Wiku mengatakan sebuah obat harus melalui uji klinis untuk membuktikan apakah benar bisa menyembuhkan penyakit dan diketahui efek samping yang menyertai penggunaannya. Menurut Wiku uji klinis untuk membuktikan khasiat obat dan efek sampingnya merupakan bentuk pertanggungjawaban, sebelum kemudian diedarkan untuk digunakan oleh lebih banyak orang.

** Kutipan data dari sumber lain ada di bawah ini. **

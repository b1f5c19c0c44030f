use crate::core::domain::models::NodeEntry;

#[derive(Debug)]
pub struct ListNodesUseCaseInput {
    pub pool: String,
}

#[derive(Debug)]
pub struct ListNodesUseCaseOutput {
    pub nodes: Vec<NodeEntry>,
}
use std::{borrow::Borrow, fmt, sync::Arc};

/// Identity of a real node. Cloning only bumps a reference count.
#[derive(Debug, Clone, PartialEq, Eq, PartialOrd, Ord, Hash)]
pub struct NodeId(Arc<str>);

impl NodeId {
    #[inline]
    pub fn new(id: &str) -> Self {
        Self(Arc::<str>::from(id))
    }

    #[inline]
    pub fn as_str(&self) -> &str {
        &self.0
    }
}

impl fmt::Display for NodeId {
    fn fmt(&self, f: &mut fmt::Formatter<'_>) -> fmt::Result {
        f.write_str(&self.0)
    }
}

impl AsRef<str> for NodeId {
    fn as_ref(&self) -> &str {
        &self.0
    }
}

impl Borrow<str> for NodeId {
    fn borrow(&self) -> &str {
        &self.0
    }
}

impl From<&str> for NodeId {
    fn from(value: &str) -> Self {
        NodeId::new(value)
    }
}

impl From<String> for NodeId {
    fn from(value: String) -> Self {
        Self(Arc::<str>::from(value))
    }
}

impl From<&String> for NodeId {
    fn from(value: &String) -> Self {
        NodeId::new(value)
    }
}

impl From<&NodeId> for NodeId {
    fn from(value: &NodeId) -> Self {
        value.clone()
    }
}

impl PartialEq<str> for NodeId {
    fn eq(&self, other: &str) -> bool {
        &*self.0 == other
    }
}

impl PartialEq<&str> for NodeId {
    fn eq(&self, other: &&str) -> bool {
        &*self.0 == *other
    }
}

/// One placement of a real node on the ring.
#[derive(Debug, Clone, PartialEq, Eq)]
pub struct VirtualNode {
    pub coordinate: u64,
    pub node: NodeId,
    /// Index of this placement inside the owning node's batch.
    pub replica: u32,
}

impl VirtualNode {
    #[inline]
    pub fn new(coordinate: u64, node: NodeId, replica: u32) -> Self {
        Self {
            coordinate,
            node,
            replica,
        }
    }
}

/// A registered real node together with the coordinates it occupies.
#[derive(Debug, Clone, PartialEq, Eq)]
pub struct Node {
    id: NodeId,
    weight: u32,
    coordinates: Vec<u64>,
}

impl Node {
    pub(crate) fn new(id: NodeId, weight: u32, coordinates: Vec<u64>) -> Self {
        Self {
            id,
            weight,
            coordinates,
        }
    }

    pub fn id(&self) -> &NodeId {
        &self.id
    }

    pub fn weight(&self) -> u32 {
        self.weight
    }

    /// Ring coordinates of this node's virtual nodes, in replica order.
    pub fn coordinates(&self) -> &[u64] {
        &self.coordinates
    }

    pub fn vnode_count(&self) -> usize {
        self.coordinates.len()
    }
}
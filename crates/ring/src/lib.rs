//! Consistent hashing ring with weighted virtual nodes.
//!
//! Keys and virtual nodes are hashed onto a `u64` ring. A key belongs to the
//! real node owning the first virtual node at or after the key's coordinate,
//! wrapping past `u64::MAX` back to the lowest coordinate. Adding or removing
//! one of `N` nodes only moves roughly `1/N` of the keys.
//!
//! ```
//! use hash_ring::{HashRing, RingError};
//!
//! let ring = HashRing::new(64).unwrap();
//! assert_eq!(ring.lookup("user:42"), Err(RingError::EmptyRing));
//!
//! ring.add_node("cache-a").unwrap();
//! ring.add_node_with_weight("cache-b", 2).unwrap();
//!
//! let owner = ring.lookup("user:42").unwrap();
//! assert!(owner == "cache-a" || owner == "cache-b");
//! assert_eq!(ring.vnode_count(), 64 * 3);
//! ```

pub mod config;
pub mod error;
pub mod hasher;
pub mod membership;
pub mod node;
pub mod ring;


pub use config::{DEFAULT_REPLICATION_FACTOR, RingConfig};
pub use error::{RingError, RingResult};
pub use hasher::{BuiltinHasher, Fnv1aHasher, KeyHasher, UnknownHasher, Xxh3Hasher};
pub use membership::{HashRing, MAX_PLACEMENT_ATTEMPTS, MAX_VNODES_PER_NODE, RingStats};
pub use node::{Node, NodeId, VirtualNode};
pub use ring::Ring;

"Setelah teruji dan terbukti menyembuhkan, yang tentu itu menjadi kabar baik, maka akan mendapatkan izin edar dan bisa diedarkan. Tidak boleh sembarangan karena ini menyangkut nyawa manusia," tuturnya.

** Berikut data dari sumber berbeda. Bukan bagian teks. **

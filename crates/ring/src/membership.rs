use std::{collections::BTreeMap, fmt};

use parking_lot::RwLock;
use tracing::{debug, trace};

use crate::{
    config::RingConfig,
    error::{RingError, RingResult},
    hasher::{BuiltinHasher, KeyHasher, Xxh3Hasher},
    node::{Node, NodeId, VirtualNode},
    ring::Ring,
};

/// Hash attempts per virtual node before placement is declared impossible.
pub const MAX_PLACEMENT_ATTEMPTS: u32 = 10;

/// Upper bound on `replication_factor × weight` for a single node.
pub const MAX_VNODES_PER_NODE: u32 = 1 << 16;

#[derive(Debug, Clone, Copy, PartialEq, Eq)]
pub struct RingStats {
    pub node_count: usize,
    pub vnode_count: usize,
    pub replication_factor: u32,
}

#[derive(Debug, Default)]
struct RingState {
    ring: Ring,
    nodes: BTreeMap<NodeId, Node>,
}

/// Consistent hash ring over a set of weighted real nodes.
///
/// Every node is expanded into `replication_factor × weight` virtual nodes.
/// Ring and node table share one lock, so a lookup either sees all of a
/// node's virtual nodes or none of them.
pub struct HashRing<H = Xxh3Hasher> {
    state: RwLock<RingState>,
    hasher: H,
    replication_factor: u32,
}

impl HashRing<Xxh3Hasher> {
    pub fn new(replication_factor: u32) -> RingResult<Self> {
        Self::with_hasher(replication_factor, Xxh3Hasher)
    }
}

impl HashRing<BuiltinHasher> {
    pub fn from_config(config: &RingConfig) -> RingResult<Self> {
        Self::with_hasher(config.replication_factor, config.hasher)
    }
}

impl<H: KeyHasher> HashRing<H> {
    pub fn with_hasher(replication_factor: u32, hasher: H) -> RingResult<Self> {
        if replication_factor == 0 || replication_factor > MAX_VNODES_PER_NODE {
            return Err(RingError::InvalidReplicationFactor);
        }

        Ok(Self {
            state: RwLock::new(RingState::default()),
            hasher,
            replication_factor,
        })
    }

    #[inline]
    pub fn replication_factor(&self) -> u32 {
        self.replication_factor
    }

    /// Ring coordinate of `key`.
    #[inline]
    pub fn hash_key(&self, key: impl AsRef<[u8]>) -> u64 {
        self.hasher.hash(key.as_ref())
    }

    /// Adds a node with weight 1.
    pub fn add_node(&self, id: impl Into<NodeId>) -> RingResult<()> {
        self.add_node_with_weight(id, 1)
    }

    pub fn add_node_with_weight(&self, id: impl Into<NodeId>, weight: u32) -> RingResult<()> {
        let id = id.into();
        let replicas = self.replica_count(&id, weight)?;

        let mut guard = self.state.write();
        let state = &mut *guard;

        if state.nodes.contains_key(&id) {
            return Err(RingError::NodeAlreadyExists(id));
        }

        let coordinates = self.place(&mut state.ring, &id, replicas)?;

        debug!(node = %id, weight, vnodes = coordinates.len(), "added node to ring");
        state
            .nodes
            .insert(id.clone(), Node::new(id, weight, coordinates));

        Ok(())
    }

    pub fn remove_node(&self, id: impl AsRef<str>) -> RingResult<()> {
        let id = id.as_ref();

        let mut guard = self.state.write();
        let state = &mut *guard;

        let node = state
            .nodes
            .remove(id)
            .ok_or_else(|| RingError::NodeNotFound(NodeId::new(id)))?;

        for coordinate in node.coordinates() {
            state.ring.remove(*coordinate);
        }

        debug!(node = %node.id(), vnodes = node.vnode_count(), "removed node from ring");
        Ok(())
    }

    /// Replaces the placement of `id` with one for `weight` in a single step.
    ///
    /// If the new placement cannot be built the previous one is kept.
    pub fn reweight_node(&self, id: impl AsRef<str>, weight: u32) -> RingResult<()> {
        let id = id.as_ref();

        let mut guard = self.state.write();
        let state = &mut *guard;

        let old = state
            .nodes
            .remove(id)
            .ok_or_else(|| RingError::NodeNotFound(NodeId::new(id)))?;
        let node_id = old.id().clone();

        let replicas = match self.replica_count(&node_id, weight) {
            Ok(replicas) => replicas,
            Err(e) => {
                state.nodes.insert(node_id, old);
                return Err(e);
            }
        };

        for coordinate in old.coordinates() {
            state.ring.remove(*coordinate);
        }

        match self.place(&mut state.ring, &node_id, replicas) {
            Ok(coordinates) => {
                debug!(
                    node = %node_id,
                    from = old.weight(),
                    to = weight,
                    "reweighted node"
                );
                state
                    .nodes
                    .insert(node_id.clone(), Node::new(node_id, weight, coordinates));
                Ok(())
            }
            Err(e) => {
                for (replica, coordinate) in old.coordinates().iter().enumerate() {
                    // freed above and untouched since
                    let restored = state.ring.insert(VirtualNode::new(
                        *coordinate,
                        node_id.clone(),
                        replica as u32,
                    ));
                    debug_assert!(
                        restored.is_ok(),
                        "restoring {node_id} replica {replica} collided: {restored:?}"
                    );
                }
                state.nodes.insert(node_id, old);
                Err(e)
            }
        }
    }

    /// Node owning `key`.
    pub fn lookup(&self, key: impl AsRef<[u8]>) -> RingResult<NodeId> {
        let hash = self.hasher.hash(key.as_ref());

        let state = self.state.read();
        state.ring.successor(hash).map(|vnode| vnode.node.clone())
    }

    /// Up to `count` distinct nodes for `key`, walking clockwise. The owner
    /// reported by [`HashRing::lookup`] comes first.
    pub fn lookup_n(&self, key: impl AsRef<[u8]>, count: usize) -> RingResult<Vec<NodeId>> {
        let hash = self.hasher.hash(key.as_ref());

        let state = self.state.read();
        if state.ring.is_empty() {
            return Err(RingError::EmptyRing);
        }

        let wanted = count.min(state.nodes.len());
        let mut owners: Vec<NodeId> = Vec::with_capacity(wanted);

        for vnode in state.ring.successors(hash) {
            if owners.len() == wanted {
                break;
            }
            if !owners.contains(&vnode.node) {
                owners.push(vnode.node.clone());
            }
        }

        Ok(owners)
    }

    /// Registered node ids, sorted.
    pub fn nodes(&self) -> Vec<NodeId> {
        self.state.read().nodes.keys().cloned().collect()
    }

    /// Registered nodes with their weights and coordinates, sorted by id.
    pub fn members(&self) -> Vec<Node> {
        self.state.read().nodes.values().cloned().collect()
    }

    pub fn node(&self, id: impl AsRef<str>) -> Option<Node> {
        self.state.read().nodes.get(id.as_ref()).cloned()
    }

    pub fn contains_node(&self, id: impl AsRef<str>) -> bool {
        self.state.read().nodes.contains_key(id.as_ref())
    }

    pub fn node_count(&self) -> usize {
        self.state.read().nodes.len()
    }

    pub fn vnode_count(&self) -> usize {
        self.state.read().ring.len()
    }

    pub fn is_empty(&self) -> bool {
        self.state.read().nodes.is_empty()
    }

    pub fn stats(&self) -> RingStats {
        let state = self.state.read();

        RingStats {
            node_count: state.nodes.len(),
            vnode_count: state.ring.len(),
            replication_factor: self.replication_factor,
        }
    }

    fn replica_count(&self, id: &NodeId, weight: u32) -> RingResult<u32> {
        if weight == 0 {
            return Err(RingError::InvalidWeight {
                node: id.clone(),
                weight,
            });
        }

        self.replication_factor
            .checked_mul(weight)
            .filter(|replicas| *replicas <= MAX_VNODES_PER_NODE)
            .ok_or_else(|| RingError::InvalidWeight {
                node: id.clone(),
                weight,
            })
    }

    /// Places all replicas of `id`, or none of them.
    fn place(&self, ring: &mut Ring, id: &NodeId, replicas: u32) -> RingResult<Vec<u64>> {
        let mut coordinates = Vec::with_capacity(replicas as usize);

        for replica in 0..replicas {
            match self.place_replica(ring, id, replica) {
                Ok(coordinate) => coordinates.push(coordinate),
                Err(e) => {
                    for coordinate in &coordinates {
                        ring.remove(*coordinate);
                    }
                    return Err(e);
                }
            }
        }

        Ok(coordinates)
    }

    fn place_replica(&self, ring: &mut Ring, id: &NodeId, replica: u32) -> RingResult<u64> {
        for salt in 0..MAX_PLACEMENT_ATTEMPTS {
            let coordinate = self.hasher.hash(vnode_label(id, replica, salt).as_bytes());

            match ring.insert(VirtualNode::new(coordinate, id.clone(), replica)) {
                Ok(()) => return Ok(coordinate),
                Err(RingError::DuplicateCoordinate { coordinate, owner }) => {
                    trace!(node = %id, replica, salt, coordinate, %owner, "vnode collision");
                }
                Err(e) => return Err(e),
            }
        }

        Err(RingError::PlacementExhausted {
            node: id.clone(),
            replica,
            attempts: MAX_PLACEMENT_ATTEMPTS,
        })
    }
}

impl<H: KeyHasher> fmt::Debug for HashRing<H> {
    fn fmt(&self, f: &mut fmt::Formatter<'_>) -> fmt::Result {
        let stats = self.stats();
        f.debug_struct("HashRing")
            .field("replication_factor", &stats.replication_factor)
            .field("nodes", &stats.node_count)
            .field("vnodes", &stats.vnode_count)
            .finish_non_exhaustive()
    }
}

/// Hash input for a virtual node: `"{id}:{replica}"`, then
/// `"{id}:{replica}:{salt}"` once a collision forced a retry.
fn vnode_label(id: &NodeId, replica: u32, salt: u32) -> String {
    if salt == 0 {
        format!("{id}:{replica}")
    } else {
        format!("{id}:{replica}:{salt}")
    }
}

Wiku berharap para peneliti dan figur publik untuk berhati-hati dalam menyampaikan informasi kepada masyarakat agar mendapatkan informasi yang utuh dan benar tentang COVID-19. "Jangan sampai masyarakat yang saat ini panik mencari jalan keluar, lalu memahami informasi secara tidak utuh dan tidak benar," katanya.
Wiku mengatakan obat yang disebut-sebut dapat mengobati COVID-19 yang menjadi perbincangan melalui media sosial maupun media massa setelah disiarkan melalui media sosial oleh salah satu pesohor masih belum jelas apakah bisa disebut sebagai obat herbal, obat herbal berstandar atau fitofarmaka, atau hanya sekadar jamu.
Namun, Wiku menegaskan bahwa yang diklaim sebagai obat COVID-19 itu jelas bukan obat herbal berstandar atau fitofarmaka karena tidak terdaftar di Badan Pengawas Obat dan Makanan (BPOM). "Masyarakat harus lebih teliti memilih obat dan suplemen. Lihat kemasan, label, izin edar, dan kadaluarsanya. Obat yang memiliki izin biasanya mencantumkan izin edar," jelasnya.
Kasus Hadi Pranoto
Sebelumnya ramai diberitakan, seseorang bernama Hadi Pranoto mengaku menemukan obat obat COVID-19. Kementerian Riset dan Teknologi menegaskan bahwa Hadi Pranoto yang mengklaim membuat obat herbal penyembuhan dan pencegahan COVID-19, bukan merupakan anggota Konsorsium Riset dan Inovasi COVID-19.
"Kami tegaskan dan klarifikasi bahwa yang bersangkutan bukan merupakan anggota peneliti Konsorsium Riset dan Inovasi untuk COVID-19 Ristek/BRIN," kata Ketua Konsorsium Riset dan Inovasi COVID-19 Kemenristek/Badan Riset dan Inovasi Nasional (BRIN) Ali Ghufron Mukti.
Beberapa hari terakhir marak pemberitaan yang beredar di kanal media sosial tentang produk herbal COVID-19 yang diklaim sebagai obat penyembuh dan pencegah COVID-19 oleh sosok Hadi Pranoto.
Klaim khasiat obat tersebut dipertanyakan kebenarannya dan buktinya.
Hadi mengklaim dirinya sebagai pakar mikrobiologi, kadang juga disebut sebagai profesor, dalam wawancara melalui kanal Youtube seorang artis.
Ghufron mengatakan Hadi Pranoto tidak pernah menjadi salah satu anggota peneliti konsorsium dalam tim pengembangan herbal imunomodulator yang dibentuk oleh Kemenristek/BRIN.
Baca juga: Anji komentari video dia yang dicekal YouTube
Kemenristek/BRIN melalui Konsorsium Riset dan Inovasi COVID-19 tidak pernah memberikan dukungan uji klinis obat herbal produksi Bio Nuswa yang diakui oleh Hadi Pranoto telah diberikan kepada pasien di Rumah Sakit Darurat Wisma Atlet.
Ghufron menuturkan setiap pelaksanaan uji klinis harus mendapatkan persetujuan pelaksanaan uji klinis seperti oleh Badan Pengawas Obat dan Makanan (BPOM) dan "ethical clearance" yang dikeluarkan oleh Komisi Etik.